The report said: “The campaign needed to reach a critical mass of people in order to begin changing these attitudes.”
“Getting an award like this means a lot to us at This Life Cambodia, but mostly because what it really recognises is the passion of Cambodians to make their country better. This campaign could never have worked if people up and down the country hadn’t really engaged with the message against domestic violence, by sharing, commenting and talking about it in quite incredible numbers,” Gorter says.
This Life Cambodia is also a finalist in the Grassroots Justice Prize – an award given by the Global Legal Empowerment Network – and is in the running to win a prize of $10,000.
“We were nominated because our campaign has done so much to raise awareness of the domestic violence law in Cambodia, and because of our many staff working to raise awareness of the law within communities. We were named as finalists in May and are waiting for the final announcement of the three winners in July,” Gill says.
The Grassroots Justice Prize is a global awards ceremony held every two years, and 200 organisations from across the globe have to go through a detailed application process and rigorous judging by some of the best legal experts in the world.
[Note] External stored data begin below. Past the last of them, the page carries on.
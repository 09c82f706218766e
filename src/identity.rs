//! Holder identity.
//!
//! A holder is `{hostname, optional thread tag, pid}`. The serialized form
//! `<hostname>.<tag->pid` names the holder-unique file used by the link and
//! mkdir backends, so two concurrent holders never produce the same name.
//!
//! Without a thread tag the identity is process-scoped: every thread of the
//! process is the same holder. Acquiring twice is then a no-op, and one thread
//! releasing unlocks for all of them.

use std::fmt;
use std::hash::{DefaultHasher, Hash, Hasher};

/// Identity of a lock holder.
#[derive(Debug, Clone, PartialEq, Eq, Hash)]
pub struct HolderIdentity {
    hostname: String,
    thread_tag: Option<String>,
    pid: u32,
}

impl HolderIdentity {
    /// Build an identity from explicit parts.
    pub fn new(hostname: impl Into<String>, pid: u32, thread_tag: Option<String>) -> Self {
        Self {
            hostname: hostname.into(),
            thread_tag,
            pid,
        }
    }

    /// Identity of the calling process, tagged with the calling thread when
    /// `threaded` is set.
    pub fn current(threaded: bool) -> Self {
        let tag = threaded.then(current_thread_tag);
        Self::new(local_hostname(), std::process::id(), tag)
    }

    /// Process-scoped identity of the calling process.
    pub fn for_process() -> Self {
        Self::current(false)
    }

    /// Replace the thread tag.
    pub fn with_thread_tag(mut self, tag: impl Into<String>) -> Self {
        self.thread_tag = Some(tag.into());
        self
    }

    pub fn hostname(&self) -> &str {
        &self.hostname
    }

    pub fn thread_tag(&self) -> Option<&str> {
        self.thread_tag.as_deref()
    }

    pub fn pid(&self) -> u32 {
        self.pid
    }

    /// Whether this identity distinguishes threads of the same process.
    pub fn is_threaded(&self) -> bool {
        self.thread_tag.is_some()
    }

    /// File name that uniquely identifies this holder.
    pub fn unique_name(&self) -> String {
        match &self.thread_tag {
            Some(tag) => format!("{}.{}-{}", self.hostname, tag, self.pid),
            None => format!("{}.{}", self.hostname, self.pid),
        }
    }
}

impl fmt::Display for HolderIdentity {
    fn fmt(&self, f: &mut fmt::Formatter<'_>) -> fmt::Result {
        f.write_str(&self.unique_name())
    }
}

/// Stable hex tag for the calling thread.
///
/// Derived from `ThreadId`, which is never reused within a process.
pub fn current_thread_tag() -> String {
    let mut hasher = DefaultHasher::new();
    std::thread::current().id().hash(&mut hasher);
    format!("{:x}", hasher.finish() & 0xffff_ffff)
}

fn local_hostname() -> String {
    hostname::get()
        .map(|h| h.to_string_lossy().to_string())
        .unwrap_or_else(|_| "localhost".to_string())
}

#[cfg(test)]
mod tests {
    use super::*;

    #[test]
    fn unique_name_without_thread_tag() {
        let id = HolderIdentity::new("box", 4242, None);
        assert_eq!(id.unique_name(), "box.4242");
        assert!(!id.is_threaded());
    }

    #[test]
    fn unique_name_with_thread_tag() {
        let id = HolderIdentity::new("box", 4242, Some("1f".to_string()));
        assert_eq!(id.unique_name(), "box.1f-4242");
        assert_eq!(id.to_string(), "box.1f-4242");
    }

    #[test]
    fn current_identity_uses_process_id() {
        let id = HolderIdentity::current(false);
        assert_eq!(id.pid(), std::process::id());
        assert!(!id.hostname().is_empty());
        assert_eq!(id.thread_tag(), None);
    }

    #[test]
    fn thread_tag_is_stable_within_a_thread() {
        assert_eq!(current_thread_tag(), current_thread_tag());
        let a = HolderIdentity::current(true);
        let b = HolderIdentity::current(true);
        assert_eq!(a, b);
    }

    #[test]
    fn threads_get_distinct_identities() {
        let here = HolderIdentity::current(true);
        let there = std::thread::spawn(|| HolderIdentity::current(true))
            .join()
            .unwrap();
        assert_ne!(here, there);
        assert_ne!(here.unique_name(), there.unique_name());
    }

    #[test]
    fn process_identity_is_shared_across_threads() {
        let here = HolderIdentity::for_process();
        let there = std::thread::spawn(HolderIdentity::for_process)
            .join()
            .unwrap();
        assert_eq!(here, there);
    }
}
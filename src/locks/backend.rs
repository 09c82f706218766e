//! The atomic claim primitive shared by every backend.
//!
//! Each backend performs exactly one atomic filesystem operation per claim
//! attempt. Contention is reported as [`ClaimAttempt::Contended`]; every
//! other failure comes back as an `io::Error` and is never retried.

use super::mkdir::MkdirClaim;
use super::pidfile::PidFileClaim;
use super::range::RangeClaim;
use super::types::BackendKind;
use crate::error::Result;
use crate::identity::HolderIdentity;
use std::ffi::OsString;
use std::fmt;
use std::io;
use std::path::{Path, PathBuf};

#[cfg(unix)]
use super::link::LinkClaim;

/// Outcome of a single claim attempt.
#[derive(Debug, Clone, Copy, PartialEq, Eq)]
pub enum ClaimAttempt {
    /// The claim is ours, either just now or from an earlier acquire.
    Acquired,
    /// Another holder owns the claim.
    Contended,
}

/// One backend's atomic claim primitive.
///
/// Implementations never cache ownership: `is_locked` and `i_am_locking`
/// look at the filesystem (or kernel) every time.
pub trait ClaimStrategy: fmt::Debug + Send {
    fn kind(&self) -> BackendKind;

    /// The filesystem object whose existence signals ownership.
    fn artifact_path(&self) -> &Path;

    /// Make one atomic claim attempt.
    fn try_claim(&mut self) -> io::Result<ClaimAttempt>;

    /// Clean up after an acquire that gave up without the claim.
    fn abandon(&mut self) {}

    /// Whether any holder owns the claim.
    fn is_locked(&self) -> bool;

    /// Whether this holder owns the claim.
    fn i_am_locking(&self) -> bool;

    /// Remove a claim this holder owns.
    fn remove_claim(&mut self) -> io::Result<()>;

    /// Remove the claim regardless of owner. Absent claims are not an error.
    fn break_claim(&mut self) -> io::Result<()>;

    /// Recorded holder of the current claim, if the backend records one.
    fn holder(&self) -> Option<String>;
}

/// `<path>.lock`, the shared claim path for the link and mkdir backends.
pub fn claim_path_for(resource: &Path) -> PathBuf {
    let mut name = OsString::from(resource.as_os_str());
    name.push(".lock");
    PathBuf::from(name)
}

/// Build the claim strategy for `kind`.
pub(crate) fn strategy_for(
    kind: BackendKind,
    resource: &Path,
    identity: &HolderIdentity,
) -> Result<Box<dyn ClaimStrategy>> {
    let strategy: Box<dyn ClaimStrategy> = match kind {
        #[cfg(unix)]
        BackendKind::Link => Box::new(LinkClaim::new(resource, identity)),
        #[cfg(not(unix))]
        BackendKind::Link => {
            return Err(crate::error::LockfileError::UserError(
                "the link backend is not available on this platform".to_string(),
            ));
        }
        BackendKind::Mkdir => Box::new(MkdirClaim::new(resource, identity)),
        BackendKind::PidFile => Box::new(PidFileClaim::new(resource, identity.pid())),
        BackendKind::Range => Box::new(RangeClaim::new(resource)),
    };
    Ok(strategy)
}
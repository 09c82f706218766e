//! Config struct definition and default implementation.

use super::types::*;
use crate::locks::BackendKind;
use serde::{Deserialize, Serialize};

/// Configuration for taking locks.
#[derive(Debug, Clone, Serialize, Deserialize)]
#[serde(default)]
pub struct Config {
    // =========================================================================
    // Holder settings
    // =========================================================================
    /// Backend used for new locks (default: `link` on Unix, `mkdir` elsewhere).
    #[serde(default = "default_backend")]
    pub backend: BackendKind,

    /// Whether each thread is a separate holder (default: true).
    ///
    /// When false, every thread of the process shares one identity.
    #[serde(default = "default_true")]
    pub threaded: bool,

    // =========================================================================
    // Acquire settings
    // =========================================================================
    /// Seconds to wait for the lock. Absent waits forever; zero or negative
    /// tries exactly once.
    #[serde(default, skip_serializing_if = "Option::is_none")]
    pub timeout_secs: Option<f64>,

    /// Sleep between attempts when waiting forever.
    #[serde(default = "default_poll_interval_ms")]
    pub poll_interval_ms: u64,

    /// Shortest sleep between attempts when waiting with a timeout.
    #[serde(default = "default_min_poll_interval_ms")]
    pub min_poll_interval_ms: u64,

    // =========================================================================
    // Reporting settings
    // =========================================================================
    /// Age after which `status` flags a claim as stale.
    #[serde(default = "default_stale_minutes")]
    pub stale_minutes: u32,
}

impl Default for Config {
    fn default() -> Self {
        Self {
            backend: default_backend(),
            threaded: default_true(),
            timeout_secs: None,
            poll_interval_ms: default_poll_interval_ms(),
            min_poll_interval_ms: default_min_poll_interval_ms(),
            stale_minutes: default_stale_minutes(),
        }
    }
}
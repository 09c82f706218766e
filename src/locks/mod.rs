//! Locking subsystem.
//!
//! A [`FileLock`] guards a resource path using one of four backends, each
//! built on a single atomic filesystem primitive:
//!
//! | Backend   | Claim artifact                  | Atomic step                   |
//! |-----------|---------------------------------|-------------------------------|
//! | `link`    | hard link `<path>.lock`         | `link(2)` of a holder file    |
//! | `mkdir`   | directory `<path>.lock`         | `mkdir(2)`                    |
//! | `pidfile` | `<path>` containing the pid     | exclusive create              |
//! | `range`   | none (kernel lock on `<path>`)  | exclusive advisory lock       |
//!
//! # States
//!
//! A lock is `Unlocked`, `LockedByMe` or `LockedByOther`, always read from
//! the artifact itself. `acquire` moves Unlocked to LockedByMe, `release`
//! moves LockedByMe to Unlocked, `break_lock` moves anything to Unlocked.
//!
//! # Staleness
//!
//! A crashed holder leaves its link, directory or pidfile behind until
//! someone calls `break_lock`. Range locks are dropped by the kernel when
//! the holder exits.
//!
//! # Scoped use
//!
//! [`FileLock::lock`] returns a [`LockGuard`] that releases on drop, and
//! [`FileLock::with_lock`] runs a closure under the lock.

mod backend;
mod guard;
mod info;
#[cfg(unix)]
mod link;
mod lock;
mod mkdir;
mod pidfile;
mod range;
mod types;


// Re-export public API
pub use backend::{ClaimAttempt, ClaimStrategy, claim_path_for};
pub use guard::LockGuard;
pub use info::LockInfo;
pub use lock::{FileLock, PollPolicy};
pub use pidfile::{read_pid_from_pidfile, remove_existing_pidfile, write_pid_to_pidfile};
pub use types::{BackendKind, LockState};
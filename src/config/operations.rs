//! Config loading, validation, and utility operations.

use super::model::Config;
use crate::error::{LockfileError, Result};
use crate::locks::PollPolicy;
use std::path::Path;
use std::time::Duration;

impl Config {
    /// Load config from a YAML file.
    ///
    /// Unknown fields in the YAML are silently ignored for forward compatibility.
    pub fn load<P: AsRef<Path>>(path: P) -> Result<Self> {
        let path = path.as_ref();

        let content = std::fs::read_to_string(path).map_err(|e| {
            LockfileError::UserError(format!(
                "failed to read config file '{}': {}",
                path.display(),
                e
            ))
        })?;

        Self::from_yaml(&content)
    }

    /// Parse config from a YAML string.
    pub fn from_yaml(yaml: &str) -> Result<Self> {
        let config: Config = serde_yaml::from_str(yaml).map_err(|e| {
            LockfileError::UserError(format!("failed to parse config YAML: {}", e))
        })?;

        config.validate()?;
        Ok(config)
    }

    /// Serialize config to YAML string.
    pub fn to_yaml(&self) -> Result<String> {
        serde_yaml::to_string(self).map_err(|e| {
            LockfileError::UserError(format!("failed to serialize config to YAML: {}", e))
        })
    }

    /// Validate config values and return error on invalid values.
    ///
    /// Validation rules:
    /// - `backend` must be available on this platform
    /// - `timeout_secs` must be a finite number that fits in a `Duration`
    /// - `poll_interval_ms` and `min_poll_interval_ms` must be positive
    /// - `min_poll_interval_ms` must not exceed `poll_interval_ms`
    /// - `stale_minutes` must be positive
    pub fn validate(&self) -> Result<()> {
        if !self.backend.is_available() {
            return Err(LockfileError::UserError(format!(
                "config validation failed: backend '{}' is not available on this platform",
                self.backend
            )));
        }

        if let Some(timeout) = self.timeout_secs {
            if !timeout.is_finite() {
                return Err(LockfileError::UserError(
                    "config validation failed: timeout_secs must be a finite number".to_string(),
                ));
            }
            if timeout > 0.0 && Duration::try_from_secs_f64(timeout).is_err() {
                return Err(LockfileError::UserError(format!(
                    "config validation failed: timeout_secs ({}) is too large",
                    timeout
                )));
            }
        }

        if self.poll_interval_ms == 0 || self.min_poll_interval_ms == 0 {
            return Err(LockfileError::UserError(
                "config validation failed: poll intervals must be greater than 0".to_string(),
            ));
        }

        if self.min_poll_interval_ms > self.poll_interval_ms {
            return Err(LockfileError::UserError(format!(
                "config validation failed: min_poll_interval_ms ({}) must not exceed poll_interval_ms ({})",
                self.min_poll_interval_ms, self.poll_interval_ms
            )));
        }

        if self.stale_minutes == 0 {
            return Err(LockfileError::UserError(
                "config validation failed: stale_minutes must be greater than 0".to_string(),
            ));
        }

        Ok(())
    }

    /// The acquire timeout: `None` waits forever, zero tries once.
    pub fn acquire_timeout(&self) -> Option<Duration> {
        self.timeout_secs.map(seconds_to_timeout)
    }

    /// Retry backoff described by this config.
    pub fn poll_policy(&self) -> PollPolicy {
        PollPolicy {
            interval: Duration::from_millis(self.poll_interval_ms),
            min_interval: Duration::from_millis(self.min_poll_interval_ms),
        }
    }
}

/// Signed seconds to a timeout; anything not positive means a single attempt.
/// Values too large for a `Duration` saturate.
fn seconds_to_timeout(secs: f64) -> Duration {
    if secs > 0.0 {
        Duration::try_from_secs_f64(secs).unwrap_or(Duration::MAX)
    } else {
        Duration::ZERO
    }
}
The final four winning organisations will be honoured at a UN awards ceremony in New York in July, according to Bill.
Since 2007, This Life Cambodia has operated in Cambodian communities, working alongside them to overcome the challenges that they themselves identify, helping them to acquire the skills and resources they need to create change and progress.
“Awards like this also remind me that This Life Cambodia in 2018 has gone far beyond what I could have imagined when I first spoke to members of a local community in 2007 about the challenges they faced, and began to think about how to work with them as they set their sights on a better future,” Gorter says.
“We are able to do so much more as an NGO now, and I hope we have played a positive role as Cambodia has changed in the last decade.”
The organisation also focuses on improving local education, particularly supporting secondary schools and reducing dropout rates and working with young people in prisons to help them stay in contact with their families and return to contribute to their communities.
“We work with children living in residential care and help reunite them with their families. We also work within several communities to reduce domestic violence, through campaigning, education on the law and direct support to women and children. Our domestic violence team works directly with more than 3,500 women and children across 22 communes, though indirectly we reach 165,000 people,” according to Bill.
This Life Cambodia aims to be ever more creative and effective in the way it works to improve the lives of more Cambodians. It aims to work with several more secondary schools and will also expand in the field of domestic violence.
“We are encouraged by this award to be even more creative, even more driven, in listening to Cambodian communities and supporting them to overcome the challenges they identify and lead their country forward,” says Gorter.